GEAR-SONIC: Whole-Body Control for Humanoid Robots

Imagine putting on a VR headset, moving your arms and legs — and a humanoid robot across the room mirrors your every motion in real time. This isn't science fiction. It's GEAR-SONIC — NVIDIA's whole-body control system that achieves 100% success rate on a Unitree G1 robot with zero real-world fine-tuning.

In this article, we'll explore the architecture, training data, deployment pipeline, and how you can get started with NVIDIA's open-source codebase.

Background: Why Whole-Body Control?

Traditionally, humanoid robot control splits into two separate branches: lower-body locomotion (walking, running, balance) and upper-body manipulation (grasping, interacting). Each uses its own controller, and coordinating them creates cascading problems — the robot can walk but drops objects mid-stride, or grasps well but falls when leaning.

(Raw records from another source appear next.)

use serde::{Deserialize, Serialize};

use crate::hint::{classify, HintCategory};
use crate::SpellSlot;

mod horror;
mod lunar;
mod mana_god;

/// The three scripted bosses. Each supplies its own 11-entry spell table and
/// hint-category table; adding a boss means adding one more data table.
#[derive(Debug, Clone, Copy, PartialEq, Eq, Serialize, Deserialize)]
#[serde(rename_all = "snake_case")]
pub enum BossKind {
    TheManaGod,
    HorrorFromTheDepths,
    LunarChanneler,
}

impl BossKind {
    /// Menu selector accepted at the boss-selection phase.
    pub fn from_selector(input: &str) -> Option<BossKind> {
        match input.trim() {
            "1" => Some(BossKind::TheManaGod),
            "2" => Some(BossKind::HorrorFromTheDepths),
            "3" => Some(BossKind::LunarChanneler),
            _ => None,
        }
    }

    pub fn roster_name(self) -> &'static str {
        match self {
            BossKind::TheManaGod => "TheManaGod",
            BossKind::HorrorFromTheDepths => "HorrorFromTheDepths",
            BossKind::LunarChanneler => "LunarChanneler",
        }
    }

    /// Starting health scales with party size. LunarChanneler runs on a base
    /// reduced by 200 — intentional asymmetry, not a scaling bug.
    pub fn initial_health(self, player_count: i32) -> i32 {
        const BASE_HEALTH: i32 = 250;
        match self {
            BossKind::TheManaGod | BossKind::HorrorFromTheDepths => BASE_HEALTH * player_count,
            BossKind::LunarChanneler => (BASE_HEALTH - 200) * player_count,
        }
    }

    fn hint_table(self) -> &'static [HintCategory] {
        match self {
            BossKind::TheManaGod => mana_god::HINTS,
            BossKind::HorrorFromTheDepths => horror::HINTS,
            BossKind::LunarChanneler => lunar::HINTS,
        }
    }
}

#[derive(Debug, Clone, Serialize, Deserialize)]
pub struct Boss {
    pub kind: BossKind,
    pub name: String,
    pub player_count: i32,
    /// Single source of truth for defeat (`health <= 0`). Never clamped;
    /// negative excursions are real and show up in the narration.
    pub health: i32,
    /// Starts at 1 and increments once per completed round.
    pub turn_count: usize,
}

impl Boss {
    pub fn new(kind: BossKind, name: impl Into<String>, player_count: i32) -> Self {
        Self {
            kind,
            name: name.into(),
            player_count,
            health: kind.initial_health(player_count),
            turn_count: 1,
        }
    }

    /// Resolve one spell slot into its narration, applying any self-heal.
    pub fn cast(&mut self, slot: SpellSlot) -> String {
        match self.kind {
            BossKind::TheManaGod => mana_god::cast(self, slot),
            BossKind::HorrorFromTheDepths => horror::cast(self, slot),
            BossKind::LunarChanneler => lunar::cast(self, slot),
        }
    }

    /// Resolve this turn's outcomes in slot order, blank-line separated.
    /// The returned text belongs to the current turn; nothing accumulates
    /// across turns.
    pub fn resolve_turn_attacks(&mut self, slots: &[SpellSlot]) -> String {
        let mut pieces = Vec::with_capacity(slots.len());
        for slot in slots {
            pieces.push(self.cast(*slot));
        }
        pieces.join("\n\n")
    }

    /// Coarse warning derived from next turn's concealed outcomes.
    pub fn attack_hint(&self, slots: &[SpellSlot]) -> String {
        classify(self.kind.hint_table(), slots)
    }
}
use engine::{play_transcript, Dice, TranscriptConfig};
use jni::objects::{JClass, JString};
use jni::sys::{jint, jlong, jstring};
use jni::JNIEnv;
use serde_json::json;

fn ok(env: &JNIEnv, value: serde_json::Value) -> jstring {
    let payload = json!({ "ok": true, "result": value });
    env.new_string(serde_json::to_string(&payload).unwrap())
        .unwrap()
        .into_raw()
}

fn err(env: &JNIEnv, e: impl std::fmt::Display) -> jstring {
    env.new_string(format!(r#"{{"ok":false,"error":"{}"}}"#, e))
        .unwrap()
        .into_raw()
}

#[no_mangle]
pub extern "system" fn Java_com_raidboss_Ffi_version<'local>(
    env: JNIEnv<'local>,
    _class: JClass<'local>,
) -> JString<'local> {
    env.new_string("raidboss-ffi 0.1.0")
        .expect("new_string failed")
}

/// Deterministic boss dice: sum of `n` rolls, each in 0..=10.
/// Handles edge cases: n<=0 → 0.
#[no_mangle]
pub extern "system" fn Java_com_raidboss_Ffi_roll(
    _env: JNIEnv<'_>,
    _class: JClass<'_>,
    seed: jlong,
    n: jint,
) -> jint {
    roll_internal(seed, n)
}

/// Stateless game driver for a host UI: the host keeps the transcript of
/// lines the player has typed and replays it with the same seed after each
/// new input. The preroll design makes every replay land on identical
/// events, so no session handle has to cross the JNI boundary.
#[no_mangle]
pub extern "system" fn Java_com_raidboss_Ffi_playTranscriptJson(
    mut env: JNIEnv,
    _class: JClass,
    config: JString,
) -> jstring {
    let input: String = match env.get_string(&config) {
        Ok(s) => s.into(),
        Err(e) => return err(&env, e),
    };
    let cfg: TranscriptConfig = match serde_json::from_str(&input) {
        Ok(c) => c,
        Err(e) => return err(&env, format!("invalid_config: {}", e)),
    };
    match play_transcript(cfg) {
        Ok(events) => ok(&env, serde_json::to_value(events).unwrap()),
        Err(e) => err(&env, e),
    }
}

// Internal functions for testing without JNI overhead
pub fn roll_internal(seed: i64, n: i32) -> i32 {
    let mut dice = Dice::from_seed(seed as u64);
    let mut total = 0i32;
    for _ in 0..n.max(0) {
        total += i32::from(dice.roll().index());
    }
    total
}

#[cfg(test)]
mod tests {
    use super::*;

    #[test]
    fn test_roll_internal() {
        // Same seed should give same result
        let result1 = roll_internal(42, 3);
        let result2 = roll_internal(42, 3);
        assert_eq!(result1, result2);
        assert!((0..=30).contains(&result1)); // 3 boss rolls, each 0..=10
    }

    #[test]
    fn test_roll_edge_cases() {
        assert_eq!(roll_internal(42, 0), 0); // No rolls
        assert_eq!(roll_internal(42, -3), 0); // Negative count
    }

    #[test]
    fn test_transcript_replay_reaches_victory() {
        let cfg = TranscriptConfig {
            seed: 7,
            lines: ["4", "Gorehowl", "1", "1000", "0"]
                .iter()
                .map(|s| s.to_string())
                .collect(),
        };
        let events = play_transcript(cfg).expect("transcript ran");
        assert!(events
            .iter()
            .any(|e| e.text.contains("Congratulations! You have defeated Gorehowl!")));
    }
}
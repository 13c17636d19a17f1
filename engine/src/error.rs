use thiserror::Error;

/// Fatal engine failures.
///
/// Ordinary bad input (non-numeric text, out-of-range numbers, an empty boss
/// name) is not an error at this level: the session recovers in place and
/// reports it as an [`crate::EventKind::Error`] event. The only way a running
/// session can actually fail is outliving its prerolled schedule.
#[derive(Debug, Error, PartialEq, Eq)]
pub enum EngineError {
    #[error("turn {turn} is past the prerolled horizon of {horizon} turns")]
    ScheduleExhausted { turn: usize, horizon: usize },
}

Whole-body control solves this by training a single policy that commands all joints simultaneously. Instead of decomposing the problem into modules, we let a neural network learn to coordinate all 29 degrees of freedom at once.

GEAR-SONIC takes this further: rather than training separate behaviors, they use motion tracking — reproducing human movement — as a single scalable training task, then scale up with massive data. The result is a behavior foundation model that any downstream system (VR teleoperation, VLA models, gamepad control) can leverage.

Humanoid robot performing whole-body control — combining locomotion and manipulation in a single policy

What is SONIC? Architecture Overview

SONIC stands for Supersizing Motion Tracking for Natural Humanoid Whole-Body Control — a paper from NVIDIA Research (GEAR Lab), published as arXiv:2511.07820 in November 2025 by Zhengyi Luo, Ye Yuan, Tingwu Wang, and over 25 co-authors.

The core insight: Motion tracking is all you need. If a policy can accurately track any human motion, it has implicitly learned every skill — walking, running, jumping, picking up objects, dancing, even fighting.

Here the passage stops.